Book-lovers are emerging from their paper cocoons in their book-and-mortar houses, in order to attend the Cheltenham Literature Festival and feed their desire for exciting, new reads. Here at Etymology Corner, we’re feeding your love of words. By no coincidence, this month we explore the origin of ‘festival’.
The origin of the word ‘festival’ can be traced to the Latin ‘festa’ meaning ‘a religious holiday’. The adjective connected with ‘festa’ was ‘festivalis’, and that word came into English, via French, as the adjective ‘festival’ (‘relating to a religious feast’). Days that were celebrated as religious feasts were ‘festival days’. Eventually, the adjective became a noun, as people stopped talking about ‘festival days’ and shortened this to ‘festivals’.

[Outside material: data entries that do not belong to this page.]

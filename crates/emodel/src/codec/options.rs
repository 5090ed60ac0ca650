//! Open key/value configuration passed to codecs.

use std::collections::BTreeMap;

use serde_json::Value as JsonValue;

use crate::error::EncodeError;

/// Codec configuration.
///
/// Keys are codec-specific; a codec reads the keys it knows and ignores the
/// rest. A known key holding a value of the wrong type is reported by the
/// codec as [`EncodeError::UnsupportedOption`].
///
/// ```rust
/// use emodel::codec::CodecOptions;
///
/// let options = CodecOptions::new().with("indent", 2).with("encoding", "utf-8");
/// assert_eq!(options.get("indent"), Some(&serde_json::json!(2)));
/// ```
#[derive(Debug, Clone, Default, PartialEq)]
pub struct CodecOptions {
    entries: BTreeMap<String, JsonValue>,
}

impl CodecOptions {
    pub fn new() -> Self {
        Self::default()
    }

    pub fn with(mut self, key: impl Into<String>, value: impl Into<JsonValue>) -> Self {
        self.set(key, value);
        self
    }

    pub fn set(&mut self, key: impl Into<String>, value: impl Into<JsonValue>) {
        self.entries.insert(key.into(), value.into());
    }

    pub fn get(&self, key: &str) -> Option<&JsonValue> {
        self.entries.get(key)
    }

    pub fn is_empty(&self) -> bool {
        self.entries.is_empty()
    }

    pub fn iter(&self) -> impl Iterator<Item = (&str, &JsonValue)> {
        self.entries.iter().map(|(k, v)| (k.as_str(), v))
    }

    pub(crate) fn bool_option(&self, key: &str) -> Result<Option<bool>, EncodeError> {
        self.typed(key, JsonValue::as_bool)
    }

    pub(crate) fn u64_option(&self, key: &str) -> Result<Option<u64>, EncodeError> {
        self.typed(key, JsonValue::as_u64)
    }

    pub(crate) fn i64_option(&self, key: &str) -> Result<Option<i64>, EncodeError> {
        self.typed(key, JsonValue::as_i64)
    }

    pub(crate) fn str_option(&self, key: &str) -> Result<Option<&str>, EncodeError> {
        self.typed(key, JsonValue::as_str)
    }

    fn typed<'a, T>(
        &'a self,
        key: &str,
        convert: impl Fn(&'a JsonValue) -> Option<T>,
    ) -> Result<Option<T>, EncodeError> {
        match self.entries.get(key) {
            None => Ok(None),
            Some(value) => convert(value)
                .map(Some)
                .ok_or_else(|| unsupported(key, value)),
        }
    }
}

pub(crate) fn unsupported(key: &str, value: &JsonValue) -> EncodeError {
    EncodeError::UnsupportedOption {
        key: key.to_string(),
        value: value.to_string(),
    }
}

impl<K: Into<String>, V: Into<JsonValue>> FromIterator<(K, V)> for CodecOptions {
    fn from_iter<I: IntoIterator<Item = (K, V)>>(iter: I) -> Self {
        let mut options = Self::new();
        for (key, value) in iter {
            options.set(key, value);
        }
        options
    }
}

#[cfg(test)]
mod tests {
    use super::*;

    #[test]
    fn test_typed_getters() {
        let options = CodecOptions::new()
            .with("compress", true)
            .with("indent", 4)
            .with("level", -1)
            .with("encoding", "utf-8");

        assert_eq!(options.bool_option("compress"), Ok(Some(true)));
        assert_eq!(options.u64_option("indent"), Ok(Some(4)));
        assert_eq!(options.i64_option("level"), Ok(Some(-1)));
        assert_eq!(options.str_option("encoding"), Ok(Some("utf-8")));
        assert_eq!(options.bool_option("missing"), Ok(None));
    }

    #[test]
    fn test_wrong_type_is_reported() {
        let options = CodecOptions::new().with("indent", "wide");
        assert_eq!(
            options.u64_option("indent"),
            Err(EncodeError::UnsupportedOption {
                key: "indent".to_string(),
                value: "\"wide\"".to_string(),
            })
        );
    }

    #[test]
    fn test_from_iter() {
        let options: CodecOptions = [("a", 1), ("b", 2)].into_iter().collect();
        assert_eq!(options.iter().count(), 2);
        assert!(!options.is_empty());
    }
}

The Latin word ‘festa’ has also left its mark on English in other ways. In French it became ‘fête’, which then came into English to refer to a large outdoor entertainment; in Spanish it became ‘fiesta’, which has become familiar in English as a word for a carnival; in Italian, the word ‘festone’ was coined to describe garlands of flowers used in religious festivals, and this came into English as the word ‘festoon’.
We can even trace ‘festa’ back to two older Latin words: it was originally related to ‘fanum’ (‘temple’) and ‘feriae’ (‘rituals’). So although we now often associate festivals with secular culture, their origins lie very much in the religious sphere.